The drinks industry was already facing a decline in demand from the peaks scaled during the pandemic, but Diageo’s grim outlook is likely to feed fears over the strains on consumers across major economies.
Shares in Diageo tumbled more than 9 per cent in early trading on Tuesday.
The concern from Diageo and McDonald’s comes as investors are paying close attention to signals that consumers are showing signs of flagging.
Simon Hales, analyst at Citi, said the outlook was “likely to prompt downgrades” for Diageo. “With near-term trading visibility still low we expect the stock to trade lower today,” he noted.
Diageo reported that sales in the 12 months to the end of June fell 1.4 per cent to $20.3bn, while the volume of drinks it sold during the period dropped 5 per cent as consumers cut back.
The “challenging consumer environment” would persist in the current financial year, which runs until June 2025, Diageo said.
The cautious outlook is set to deepen the challenges facing Crew.
In November, the company warned on profits, as sales in Latin America and the Caribbean plunged.
Since then several senior executives have stepped down, including chief financial officer Lavanya Chandrashekar, who will be replaced by Nik Jhangiani, CFO at Coca-Cola’s largest bottler Coca-Cola Europacific Partners, in September.
Diageo said it was now focused on restoring organic net sales growth to between 5 and 7 per cent, its medium-term forecast.
Analysts believe that the guidance is too ambitious, given the consumer environment and the cyclical nature of the spirits industry.
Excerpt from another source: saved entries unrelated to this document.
//! Checkout: turn the cart into an order and reconcile stock.
//!
//! Order creation is the commit point. Once the order store has accepted the
//! order it is the durable record, whatever happens to the stock updates that
//! follow. Each line's stock decrement is attempted independently and a
//! failure is logged, not returned, so the cart is always cleared after a
//! successful create.
//!
//! The decrement is a read-then-write against the product store and is not
//! atomic: a concurrent stock edit between the two calls can be lost.

use tracing::{error, info, instrument, warn};

use stockroom_core::{LineItem, Order, OrderDraft, OrderTotals, Product, ProductId};

use crate::cart::Cart;
use crate::error::{CheckoutError, StoreError};
use crate::store::{OrderStore, ProductStore};

/// Outcome of a successful checkout.
#[derive(Debug, Clone)]
pub struct CheckoutReceipt {
    /// The order as created by the order store.
    pub order: Order,
    /// Subtotal, tax and total charged.
    pub totals: OrderTotals,
    /// Products whose stock could not be decremented.
    pub unsynced: Vec<ProductId>,
}

impl CheckoutReceipt {
    /// Whether every line's stock was decremented.
    #[must_use]
    pub fn stock_synced(&self) -> bool {
        self.unsynced.is_empty()
    }
}

/// Places orders from a cart.
pub struct CheckoutService<'a> {
    products: &'a dyn ProductStore,
    orders: &'a dyn OrderStore,
}

impl<'a> CheckoutService<'a> {
    /// Create a checkout service over the given stores.
    #[must_use]
    pub const fn new(products: &'a dyn ProductStore, orders: &'a dyn OrderStore) -> Self {
        Self { products, orders }
    }

    /// Place an order for everything in `cart`.
    ///
    /// Totals are computed from `catalog` prices with the flat sales tax. On
    /// success the cart is cleared and the created order returned.
    ///
    /// # Errors
    ///
    /// Returns `CheckoutError::EmptyCart` if there is nothing to order, and
    /// `CheckoutError::OrderCreate` if the order store fails. In both cases
    /// the cart is left untouched and no order exists.
    #[instrument(skip_all, fields(lines = cart.entries().len()))]
    pub async fn place_order(
        &self,
        cart: &mut Cart,
        catalog: &[Product],
    ) -> Result<CheckoutReceipt, CheckoutError> {
        if cart.is_empty() {
            return Err(CheckoutError::EmptyCart);
        }

        let totals = cart.summary(catalog);
        let draft = OrderDraft {
            items: cart.line_items(),
            total_amount: totals.total,
        };

        let order = self.orders.create(draft).await.map_err(|e| {
            error!(error = %e, "Order creation failed, cart kept");
            CheckoutError::OrderCreate(e)
        })?;
        info!(order_id = %order.id, total = %order.total_amount, "Order placed");

        let unsynced = self.reconcile_stock(&order).await;
        if !unsynced.is_empty() {
            warn!(
                order_id = %order.id,
                failed_lines = unsynced.len(),
                "Order placed with unsynced stock"
            );
        }

        cart.clear();

        Ok(CheckoutReceipt {
            order,
            totals,
            unsynced,
        })
    }

    /// Decrement stock for every line of `order`, returning the products
    /// whose update failed.
    async fn reconcile_stock(&self, order: &Order) -> Vec<ProductId> {
        let mut unsynced = Vec::new();
        for item in &order.items {
            if let Err(e) = self.decrement_stock(item).await {
                error!(
                    order_id = %order.id,
                    product_id = %item.product_id,
                    error = %e,
                    "Error updating product quantity"
                );
                unsynced.push(item.product_id);
            }
        }
        unsynced
    }

    async fn decrement_stock(&self, item: &LineItem) -> Result<(), StoreError> {
        let product = self.products.get_by_id(item.product_id).await?;
        let remaining = i64::from(product.quantity) - i64::from(item.quantity);
        if remaining < 0 {
            warn!(
                product_id = %item.product_id,
                on_hand = product.quantity,
                ordered = item.quantity,
                "Product oversold, stock clamped to zero"
            );
        }
        self.products
            .update_quantity(item.product_id, remaining.max(0))
            .await?;
        Ok(())
    }
}

#[cfg(test)]
#[allow(clippy::unwrap_used)]
mod tests {
    use std::sync::Arc;

    use rust_decimal::Decimal;
    use stockroom_core::{OrderStatus, ProductDraft};

    use super::*;
    use crate::storage::MemoryStorage;
    use crate::store::{InMemoryOrderStore, InMemoryProductStore};

    async fn stocked(store: &InMemoryProductStore, sku: &str, price: Decimal, qty: u32) -> Product {
        store
            .create(ProductDraft {
                name: sku.to_string(),
                description: String::new(),
                sku: sku.to_string(),
                category: "General".to_string(),
                price,
                quantity: qty,
                low_stock_threshold: 1,
                image_url: String::new(),
            })
            .await
            .unwrap()
    }

    #[tokio::test]
    async fn test_checkout_places_order_and_decrements_stock() {
        let products = InMemoryProductStore::new();
        let orders = InMemoryOrderStore::new();
        let a = stocked(&products, "A", Decimal::new(1000, 2), 5).await;

        let mut cart = Cart::load(Arc::new(MemoryStorage::new()));
        cart.add(&a, 2);

        let catalog = products.get_all().await.unwrap();
        let receipt = CheckoutService::new(&products, &orders)
            .place_order(&mut cart, &catalog)
            .await
            .unwrap();

        assert_eq!(receipt.totals.subtotal, Decimal::new(20, 0));
        assert_eq!(receipt.totals.tax, Decimal::new(2, 0));
        assert_eq!(receipt.order.total_amount, Decimal::new(22, 0));
        assert_eq!(receipt.order.status, OrderStatus::Pending);
        assert!(receipt.order.completed_at.is_none());
        assert!(receipt.stock_synced());
        assert!(cart.is_empty());
        assert_eq!(products.get_by_id(a.id).await.unwrap().quantity, 3);
    }

    #[tokio::test]
    async fn test_checkout_of_empty_cart_is_rejected() {
        let products = InMemoryProductStore::new();
        let orders = InMemoryOrderStore::new();
        let mut cart = Cart::load(Arc::new(MemoryStorage::new()));

        let err = CheckoutService::new(&products, &orders)
            .place_order(&mut cart, &[])
            .await
            .unwrap_err();

        assert!(matches!(err, CheckoutError::EmptyCart));
        assert!(orders.get_all().await.unwrap().is_empty());
    }

    #[tokio::test]
    async fn test_deleted_product_does_not_block_checkout() {
        let products = InMemoryProductStore::new();
        let orders = InMemoryOrderStore::new();
        let a = stocked(&products, "A", Decimal::ONE, 5).await;
        let b = stocked(&products, "B", Decimal::ONE, 5).await;

        let mut cart = Cart::load(Arc::new(MemoryStorage::new()));
        cart.add(&a, 1);
        cart.add(&b, 1);
        products.delete(a.id).await.unwrap();

        let catalog = products.get_all().await.unwrap();
        let receipt = CheckoutService::new(&products, &orders)
            .place_order(&mut cart, &catalog)
            .await
            .unwrap();

        assert_eq!(receipt.unsynced, vec![a.id]);
        assert_eq!(receipt.order.items.len(), 2);
        assert_eq!(receipt.totals.subtotal, Decimal::ONE);
        assert_eq!(products.get_by_id(b.id).await.unwrap().quantity, 4);
        assert!(cart.is_empty());
    }

    #[tokio::test]
    async fn test_oversold_stock_clamps_to_zero() {
        let products = InMemoryProductStore::new();
        let orders = InMemoryOrderStore::new();
        let a = stocked(&products, "A", Decimal::ONE, 1).await;

        let mut cart = Cart::load(Arc::new(MemoryStorage::new()));
        cart.add(&a, 3);

        let catalog = products.get_all().await.unwrap();
        let receipt = CheckoutService::new(&products, &orders)
            .place_order(&mut cart, &catalog)
            .await
            .unwrap();

        assert!(receipt.stock_synced());
        assert_eq!(products.get_by_id(a.id).await.unwrap().quantity, 0);
    }
}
“It has become clear that spirits growth is volatile — sometimes it is far ahead of this range like the early years of the pandemic and sometimes well below like in recent years,” said Laurence Whyatt, analyst at Barclays. “Therefore such a narrow range appears naive at best and misleading at worst.”
Crew said the company expected to get back on track for its medium-term guidance one the consumer environment improved.
In North America, the company’s biggest market, spirits sales dropped 3 per cent on an organic basis, driven by a volume drop of 5 per cent as the US consumer showed increasing signs of strain. Tequila sales, which for the last few years have driven growth for the group, fell 5 per cent.
Declines were led by a 22 per cent drop in sales of Casamigos, which was co-founded by George Clooney. Sales of Don Julio, however, rose 12 per cent.
“While we see some pockets of down trading, we also see pockets of premiumisation,” Crew told reporters. Diageo’s strategy has long been based around premiumisation — the idea that people want to drink less, but more expensive products. In the cost of living crisis, this strategy is being tested.
In Latin America, where sales had plummeted in the first half after retailers bought more spirits inventory than they could sell on to inflation-hit consumers, net sales declined 15 per cent, led by a 30 per cent decline in Mexico, the group’s second-largest market, as consumers traded down to cheaper tequilas.
“We are not gaining share in that market, and we are looking at how we deploy that portfolio in Mexico so that we can get back into shared growth,” Crew said.